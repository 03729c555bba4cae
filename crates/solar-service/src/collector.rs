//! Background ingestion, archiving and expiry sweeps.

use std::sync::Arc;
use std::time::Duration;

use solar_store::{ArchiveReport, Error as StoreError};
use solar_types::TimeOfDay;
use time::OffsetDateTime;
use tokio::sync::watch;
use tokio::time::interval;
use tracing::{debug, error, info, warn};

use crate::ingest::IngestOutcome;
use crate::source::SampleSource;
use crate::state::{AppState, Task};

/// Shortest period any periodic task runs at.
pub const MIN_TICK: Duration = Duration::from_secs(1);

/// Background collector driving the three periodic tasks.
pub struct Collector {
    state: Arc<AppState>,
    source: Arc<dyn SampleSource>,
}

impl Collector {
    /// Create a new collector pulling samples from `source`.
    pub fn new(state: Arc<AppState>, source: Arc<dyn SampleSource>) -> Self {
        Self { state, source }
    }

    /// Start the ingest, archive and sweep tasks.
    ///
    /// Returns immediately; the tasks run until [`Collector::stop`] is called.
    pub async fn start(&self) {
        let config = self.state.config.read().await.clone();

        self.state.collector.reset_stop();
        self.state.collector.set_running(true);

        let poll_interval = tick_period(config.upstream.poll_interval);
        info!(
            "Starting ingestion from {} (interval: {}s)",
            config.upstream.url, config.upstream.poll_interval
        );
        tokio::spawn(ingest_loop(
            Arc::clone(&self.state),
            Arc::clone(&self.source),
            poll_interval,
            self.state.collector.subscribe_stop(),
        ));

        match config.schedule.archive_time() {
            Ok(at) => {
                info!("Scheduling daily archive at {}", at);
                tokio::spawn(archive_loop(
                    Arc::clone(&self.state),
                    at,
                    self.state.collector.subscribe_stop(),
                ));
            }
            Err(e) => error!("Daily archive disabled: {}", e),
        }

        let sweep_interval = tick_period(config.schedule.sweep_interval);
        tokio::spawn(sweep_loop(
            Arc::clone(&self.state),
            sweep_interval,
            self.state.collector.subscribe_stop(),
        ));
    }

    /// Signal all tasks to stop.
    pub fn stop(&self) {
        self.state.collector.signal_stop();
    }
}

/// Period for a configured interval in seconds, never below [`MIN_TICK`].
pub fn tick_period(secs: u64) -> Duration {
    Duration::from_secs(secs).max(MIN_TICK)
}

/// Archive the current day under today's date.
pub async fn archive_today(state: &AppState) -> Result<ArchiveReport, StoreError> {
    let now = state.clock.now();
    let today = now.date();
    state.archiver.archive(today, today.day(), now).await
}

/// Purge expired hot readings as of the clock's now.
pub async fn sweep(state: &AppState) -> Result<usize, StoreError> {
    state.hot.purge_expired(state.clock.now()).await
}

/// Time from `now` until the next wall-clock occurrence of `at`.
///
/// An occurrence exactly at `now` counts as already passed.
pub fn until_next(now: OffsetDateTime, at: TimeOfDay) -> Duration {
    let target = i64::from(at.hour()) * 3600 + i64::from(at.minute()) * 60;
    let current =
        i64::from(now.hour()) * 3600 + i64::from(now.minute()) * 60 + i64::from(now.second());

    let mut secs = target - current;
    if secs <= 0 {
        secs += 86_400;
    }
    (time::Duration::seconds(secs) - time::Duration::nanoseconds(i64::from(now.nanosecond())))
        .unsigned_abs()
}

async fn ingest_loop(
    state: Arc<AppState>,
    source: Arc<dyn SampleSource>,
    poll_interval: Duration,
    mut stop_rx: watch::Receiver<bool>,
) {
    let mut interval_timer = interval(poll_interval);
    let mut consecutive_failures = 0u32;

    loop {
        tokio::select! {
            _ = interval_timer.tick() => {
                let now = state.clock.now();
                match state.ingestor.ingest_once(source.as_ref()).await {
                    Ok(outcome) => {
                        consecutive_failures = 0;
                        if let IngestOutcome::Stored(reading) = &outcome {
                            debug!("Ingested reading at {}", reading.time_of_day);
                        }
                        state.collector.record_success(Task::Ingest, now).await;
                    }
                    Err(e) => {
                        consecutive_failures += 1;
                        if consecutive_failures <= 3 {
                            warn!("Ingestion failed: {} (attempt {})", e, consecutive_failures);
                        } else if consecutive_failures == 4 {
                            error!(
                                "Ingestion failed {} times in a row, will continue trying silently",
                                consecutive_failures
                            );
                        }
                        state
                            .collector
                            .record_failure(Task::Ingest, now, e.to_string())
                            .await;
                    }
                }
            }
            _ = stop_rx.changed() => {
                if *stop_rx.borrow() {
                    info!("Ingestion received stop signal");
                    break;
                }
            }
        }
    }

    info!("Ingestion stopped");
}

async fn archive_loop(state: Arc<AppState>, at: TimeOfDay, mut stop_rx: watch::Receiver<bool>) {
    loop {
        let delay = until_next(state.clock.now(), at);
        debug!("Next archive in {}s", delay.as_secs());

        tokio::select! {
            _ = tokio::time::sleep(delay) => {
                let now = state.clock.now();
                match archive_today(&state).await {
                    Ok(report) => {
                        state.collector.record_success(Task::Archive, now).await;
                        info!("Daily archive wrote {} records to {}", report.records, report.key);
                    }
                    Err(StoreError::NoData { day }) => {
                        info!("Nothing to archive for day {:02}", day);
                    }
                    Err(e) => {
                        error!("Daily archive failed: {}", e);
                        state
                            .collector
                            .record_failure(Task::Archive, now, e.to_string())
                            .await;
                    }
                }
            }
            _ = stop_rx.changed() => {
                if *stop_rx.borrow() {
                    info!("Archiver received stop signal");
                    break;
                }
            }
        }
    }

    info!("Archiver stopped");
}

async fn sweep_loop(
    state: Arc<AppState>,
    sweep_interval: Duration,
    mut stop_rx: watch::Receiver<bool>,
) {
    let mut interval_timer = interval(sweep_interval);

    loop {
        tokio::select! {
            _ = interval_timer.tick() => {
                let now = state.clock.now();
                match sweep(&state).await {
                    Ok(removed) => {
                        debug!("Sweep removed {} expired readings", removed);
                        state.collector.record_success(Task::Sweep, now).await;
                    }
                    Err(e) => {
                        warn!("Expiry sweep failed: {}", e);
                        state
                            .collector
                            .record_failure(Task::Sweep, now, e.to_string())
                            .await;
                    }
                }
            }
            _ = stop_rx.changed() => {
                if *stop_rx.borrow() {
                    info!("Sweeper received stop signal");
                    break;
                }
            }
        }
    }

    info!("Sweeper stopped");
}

· · ·

Looking at the data above, show all lines where the word "upstream" occurs.

Answer to the exercise
        let poll_interval = tick_period(config.upstream.poll_interval);
            config.upstream.url, config.upstream.poll_interval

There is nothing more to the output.